È però importante sottolineare che la nostra ricerca riguarda il reddito medio dei diversi Paesi, e non le condizioni individuali. Nonostante il difficile reperimento dei dati renda in genere difficile studiare il legame tra livello di reddito individuale e malattie, è abbastanza evidente come i soggetti più a rischio siano quelli più poveri, quelli meno in grado di sfuggire al degrado del loro ambiente di vita».

Quale metodologia d’analisi avete messo in campo all’interno del vostro studio per verificare le ipotesi di ricerca?

«L’Organizzazione mondiale della sanità qualche anno fa ha pubblicato delle statistiche affidabili sui tumori per un gran numero di paesi al mondo. Abbiamo così potuto analizzare questi dati seguendo metodologie statistiche relativamente standard. È stato sorprendente scoprire che sono pochissimi gli studi che mostrano qualche somiglianza con il nostro».

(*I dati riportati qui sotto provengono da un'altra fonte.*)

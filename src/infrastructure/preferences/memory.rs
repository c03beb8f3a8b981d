//! In-memory preference store

use std::collections::HashMap;

use async_trait::async_trait;
use tokio::sync::RwLock;

use crate::application::ports::{PreferenceError, PreferenceStore};

/// Preference store that lives for the process only.
///
/// Used for one-off overrides (such as a command-line format) where nothing
/// should be persisted.
#[derive(Debug, Default)]
pub struct MemoryPreferences {
    values: RwLock<HashMap<String, String>>,
}

impl MemoryPreferences {
    /// Create an empty store
    pub fn new() -> Self {
        Self::default()
    }

    /// Create a store holding a single value
    pub fn with(key: impl Into<String>, value: impl Into<String>) -> Self {
        let mut values = HashMap::new();
        values.insert(key.into(), value.into());
        Self {
            values: RwLock::new(values),
        }
    }
}

#[async_trait]
impl PreferenceStore for MemoryPreferences {
    async fn get(&self, key: &str) -> Result<Option<String>, PreferenceError> {
        Ok(self.values.read().await.get(key).cloned())
    }

    async fn set(&self, key: &str, value: &str) -> Result<(), PreferenceError> {
        self.values
            .write()
            .await
            .insert(key.to_string(), value.to_string());
        Ok(())
    }

    async fn remove(&self, key: &str) -> Result<(), PreferenceError> {
        self.values.write().await.remove(key);
        Ok(())
    }
}

#[cfg(test)]
mod tests {
    use super::*;

    #[tokio::test]
    async fn get_missing_is_none() {
        let store = MemoryPreferences::new();
        assert_eq!(store.get("preferred_image_format").await.unwrap(), None);
    }

    #[tokio::test]
    async fn set_get_remove() {
        let store = MemoryPreferences::new();
        store.set("preferred_image_format", "image/webp").await.unwrap();
        assert_eq!(
            store.get("preferred_image_format").await.unwrap(),
            Some("image/webp".to_string())
        );

        store.remove("preferred_image_format").await.unwrap();
        assert_eq!(store.get("preferred_image_format").await.unwrap(), None);
    }

    #[tokio::test]
    async fn remove_unset_key_is_ok() {
        let store = MemoryPreferences::new();
        assert!(store.remove("anything").await.is_ok());
    }

    #[tokio::test]
    async fn with_seeds_value() {
        let store = MemoryPreferences::with("preferred_image_format", "image/gif");
        assert_eq!(
            store.get("preferred_image_format").await.unwrap(),
            Some("image/gif".to_string())
        );
    }
}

Secondo il noto economista ecologico Robert Costanza, nel mondo il Pil ha continuato a crescere ma il reale «benessere economico, così come stimato dal Genuine Progress Indicator (Gpi), è in realtà diminuito dal 1978». Da 40 anni, ormai. Eppure oggi tra le prime preoccupazioni del mondo – quantomeno occidentale – continuano ad esserci le ferite lasciate dalla crisi economica. Come conciliare i due fatti?

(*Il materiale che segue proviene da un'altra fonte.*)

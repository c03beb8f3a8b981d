//! Main app runner for the insert command

use std::env;
use std::path::PathBuf;
use std::process::ExitCode;

use crate::application::ports::{ConfigStore, PreferenceStore};
use crate::application::{AttachedFile, InsertCallbacks, InsertFromClipboardUseCase, InsertInput};
use crate::domain::config::{AppConfig, PREFERRED_IMAGE_FORMAT_KEY};
use crate::domain::content::{ContentType, InsertMode};
use crate::infrastructure::{
    create_clipboard, CodecFormatSupport, DirectoryAttachmentSink, MemoryPreferences,
    RasterConverter, XdgConfigStore,
};

use super::args::{InsertOptions, PreferenceSource};
use super::config_cmd::parse_format_value;
use super::presenter::Presenter;

/// Exit codes
pub const EXIT_SUCCESS: u8 = 0;
pub const EXIT_ERROR: u8 = 1;
pub const EXIT_USAGE_ERROR: u8 = 2;

/// Environment variable overriding the attachment directory
pub const ENV_OUTPUT_DIR: &str = "PASTE_ATTACH_OUTPUT_DIR";

/// Environment variable overriding the preferred image format
pub const ENV_PREFERRED_FORMAT: &str = "PASTE_ATTACH_PREFERRED_FORMAT";

/// Run one insert from the clipboard (or the given files)
pub async fn run_insert(options: InsertOptions) -> ExitCode {
    let presenter = Presenter::new();

    let preferences: Box<dyn PreferenceStore> = match options.preference {
        PreferenceSource::Stored => Box::new(XdgConfigStore::new()),
        PreferenceSource::Override(Some(ref ct)) => Box::new(MemoryPreferences::with(
            PREFERRED_IMAGE_FORMAT_KEY,
            ct.as_str(),
        )),
        PreferenceSource::Override(None) => Box::new(MemoryPreferences::new()),
    };

    log::debug!(
        "session {}, mode {}, output {}",
        options.session_id,
        options.mode,
        options.output_dir.display()
    );

    // Create use case
    let use_case = InsertFromClipboardUseCase::new(
        create_clipboard(options.from),
        CodecFormatSupport::new(),
        preferences,
        RasterConverter::new(),
        DirectoryAttachmentSink::new(options.output_dir),
    );

    let input = InsertInput {
        session_id: options.session_id,
        mode: options.mode,
    };

    // Lines are printed as attachments land so a later failure keeps them visible
    let callbacks = InsertCallbacks {
        on_type_selected: None,
        on_converting: Some(Box::new(move |from: &ContentType, to: &ContentType| {
            presenter.converting(from, to);
        })),
        on_attached: Some(Box::new(move |file: &AttachedFile| {
            presenter.attachment(file);
        })),
    };

    match use_case.execute(input, callbacks).await {
        Ok(output) => {
            if output.attached.is_empty() {
                presenter.warn("Nothing to attach");
            } else {
                presenter.success(&format!("{} attached", plural(output.attached.len())));
            }
            ExitCode::from(EXIT_SUCCESS)
        }
        Err(e) => {
            presenter.error(&e.to_string());
            ExitCode::from(EXIT_ERROR)
        }
    }
}

/// Load and merge configuration from file, env, and CLI
pub async fn load_merged_config(cli_config: AppConfig) -> AppConfig {
    let store = XdgConfigStore::new();
    let file_config = match store.load().await {
        Ok(config) => config,
        Err(e) => {
            log::warn!("ignoring config file: {}", e);
            AppConfig::empty()
        }
    };

    // Build env config
    let env_config = AppConfig {
        output_dir: env_value(ENV_OUTPUT_DIR),
        ..Default::default()
    };

    // Merge: defaults < file < env < cli
    AppConfig::defaults()
        .merge(file_config)
        .merge(env_config)
        .merge(cli_config)
}

/// Resolve the options for a run.
///
/// A `--format` value wins over the environment; without either the stored
/// preference is used. Legacy mode takes no format. Errors are usage errors.
pub fn resolve_options(
    session_id: String,
    format: Option<String>,
    from: Vec<PathBuf>,
    config: &AppConfig,
) -> Result<InsertOptions, String> {
    let mode = match config.mode.as_deref() {
        Some(raw) => raw.parse::<InsertMode>().map_err(|e| e.to_string())?,
        None => InsertMode::default(),
    };

    let preference = match (format, env_value(ENV_PREFERRED_FORMAT)) {
        (Some(raw), _) if !mode.honors_preference() => {
            return Err(format!("--format {} cannot be used in {} mode", raw, mode));
        }
        (None, Some(raw)) if !mode.honors_preference() => {
            log::warn!("ignoring {}={} in {} mode", ENV_PREFERRED_FORMAT, raw, mode);
            PreferenceSource::Stored
        }
        (Some(raw), _) | (None, Some(raw)) => {
            PreferenceSource::Override(parse_format_value(&raw)?)
        }
        (None, None) => PreferenceSource::Stored,
    };

    Ok(InsertOptions {
        session_id,
        output_dir: config.output_dir_or_default(),
        mode,
        preference,
        from,
    })
}

fn env_value(name: &str) -> Option<String> {
    env::var(name).ok().filter(|s| !s.trim().is_empty())
}

fn plural(count: usize) -> String {
    if count == 1 {
        "1 attachment".to_string()
    } else {
        format!("{} attachments", count)
    }
}

#[cfg(test)]
mod tests {
    use super::*;

    fn config(mode: Option<&str>) -> AppConfig {
        AppConfig {
            mode: mode.map(str::to_string),
            output_dir: Some("/tmp/attachments".to_string()),
            ..Default::default()
        }
    }

    #[test]
    fn resolve_uses_stored_preference_by_default() {
        let options =
            resolve_options("s".to_string(), None, Vec::new(), &config(Some("convert"))).unwrap();
        assert_eq!(options.mode, InsertMode::Convert);
        assert_eq!(options.preference, PreferenceSource::Stored);
        assert_eq!(options.output_dir, PathBuf::from("/tmp/attachments"));
    }

    #[test]
    fn resolve_format_override() {
        let options = resolve_options(
            "s".to_string(),
            Some("image/jpeg".to_string()),
            Vec::new(),
            &config(None),
        )
        .unwrap();
        assert_eq!(
            options.preference,
            PreferenceSource::Override(Some(ContentType::from("image/jpeg")))
        );
    }

    #[test]
    fn resolve_format_default_means_no_preference() {
        let options = resolve_options(
            "s".to_string(),
            Some("default".to_string()),
            Vec::new(),
            &config(None),
        )
        .unwrap();
        assert_eq!(options.preference, PreferenceSource::Override(None));
    }

    #[test]
    fn resolve_rejects_bad_format() {
        let result = resolve_options(
            "s".to_string(),
            Some("text/html".to_string()),
            Vec::new(),
            &config(None),
        );
        assert!(result.is_err());
    }

    #[test]
    fn resolve_rejects_bad_mode() {
        let result = resolve_options("s".to_string(), None, Vec::new(), &config(Some("turbo")));
        assert!(result.is_err());
    }

    #[test]
    fn resolve_legacy_mode() {
        let options =
            resolve_options("s".to_string(), None, Vec::new(), &config(Some("legacy"))).unwrap();
        assert_eq!(options.mode, InsertMode::Legacy);
    }

    #[test]
    fn resolve_rejects_format_in_configured_legacy_mode() {
        let result = resolve_options(
            "s".to_string(),
            Some("image/png".to_string()),
            Vec::new(),
            &config(Some("legacy")),
        );
        let message = result.unwrap_err();
        assert!(message.contains("legacy"), "unexpected message: {}", message);
    }

    #[test]
    fn plural_wording() {
        assert_eq!(plural(1), "1 attachment");
        assert_eq!(plural(3), "3 attachments");
    }
}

«Vi sono diverse concause. Senza ombra di dubbio, abbiamo assistito a crescenti diseguaglianze. Come ho detto prima, occorre distinguere tra reddito medio, il Pil e la sua distribuzione tra le famiglie. È vero che è aumentato il valore medio, ma questo è avvenuto soprattutto perché è aumentato il reddito dei più ricchi.

I processi di globalizzazione avviatasi alla fine del secolo scorso con la nascita del Wto hanno innescato cambiamenti della struttura economica mettendo in crisi diverse fasce della popolazione dei paesi sviluppati. Purtroppo, sono mancate politiche che governassero tali processi in modo equilibrato. A mio avviso ciò è dipeso anche dalla presenza di forti bias percettivi, ovvero sistematiche distorsioni nel giudizio, che vengono evidenziati anche nella recente teoria economica comportamentale.

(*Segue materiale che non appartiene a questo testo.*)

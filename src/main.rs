//! paste-attach CLI entry point

use std::process::ExitCode;

use clap::Parser;

use paste_attach::cli::{
    app::{load_merged_config, resolve_options, run_insert, EXIT_ERROR, EXIT_USAGE_ERROR},
    args::{Cli, Commands},
    config_cmd::handle_config_command,
    presenter::Presenter,
};
use paste_attach::domain::config::AppConfig;
use paste_attach::domain::content::InsertMode;
use paste_attach::infrastructure::XdgConfigStore;

#[tokio::main(flavor = "multi_thread", worker_threads = 2)]
async fn main() -> ExitCode {
    let cli = Cli::parse();
    init_logging(cli.verbose);
    let presenter = Presenter::new();

    // Handle subcommands
    if let Some(Commands::Config { action }) = cli.command {
        let store = XdgConfigStore::new();
        if let Err(e) = handle_config_command(action, &store, &presenter).await {
            presenter.error(&e.to_string());
            return ExitCode::from(EXIT_ERROR);
        }
        return ExitCode::SUCCESS;
    }

    // Build CLI config from args
    let cli_config = AppConfig {
        preferred_image_format: None, // read per entry from the preference store
        mode: cli.legacy.then(|| InsertMode::Legacy.to_string()),
        output_dir: cli.out.map(|p| p.to_string_lossy().into_owned()),
    };

    // Merge config
    let config = load_merged_config(cli_config).await;

    let options = match resolve_options(cli.session, cli.format, cli.from, &config) {
        Ok(options) => options,
        Err(e) => {
            presenter.error(&e);
            return ExitCode::from(EXIT_USAGE_ERROR);
        }
    };

    run_insert(options).await
}

fn init_logging(verbose: bool) {
    let mut builder =
        env_logger::Builder::from_env(env_logger::Env::default().default_filter_or("warn"));
    if verbose {
        builder.filter_module("paste_attach", log::LevelFilter::Debug);
    }
    builder.init();
}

Nel clima di ottimismo in cui si preferisce non guardare ai lati negativi delle cose, ci siamo “innamorati” della globalizzazione e dei mercati, illudendoci che la riduzione dei prezzi per il consumatore potesse avvenire soltanto grazie alla riduzione delle inefficienze ma senza costi sociali e ambientali. Gli esiti della mancanza di un governo equilibrato del cambiamento sono sotto gli occhi di tutti – un esempio è l’elezione di Trump negli Stati Uniti. Concentrando la nostra attenzione solo su prezzi e reddito abbiamo trascurato di vedere quello che c’è dietro i beni che acquistiamo, ovvero, la loro qualità e i modi con i quali vengono usati i fattori produttivi – il lavoro, le risorse e l’ambiente. Qual è il prezzo della riduzione dei prezzi e degli aumento di Pil in termini di posti di lavoro perduti, di peggioramento delle condizioni di lavoro, di sfruttamento dell’ambiente?

Sarebbe pertanto auspicabile mettere fine all’emergenza numero uno, ovvero smettere di guardare in modo frammentario, parziale e emotivo alle questioni socio-economiche. Sarebbe poi importante anche riflettere sui fini della politica economica. A questo proposito, a me piace ricordare la proposta di Karl William Kapp, studioso non molto conosciuto ma assai apprezzato da un importante economista italiano dello scorso secolo, Federico Caffè. Kapp, avvertendoci già nel 1950 degli alti costi sociali di un sistema concorrenziale mal regolato, propone che la politica economica miri in primo luogo a promuovere la compatibilità uomo-natura e a “minimizzare la sofferenza umana”».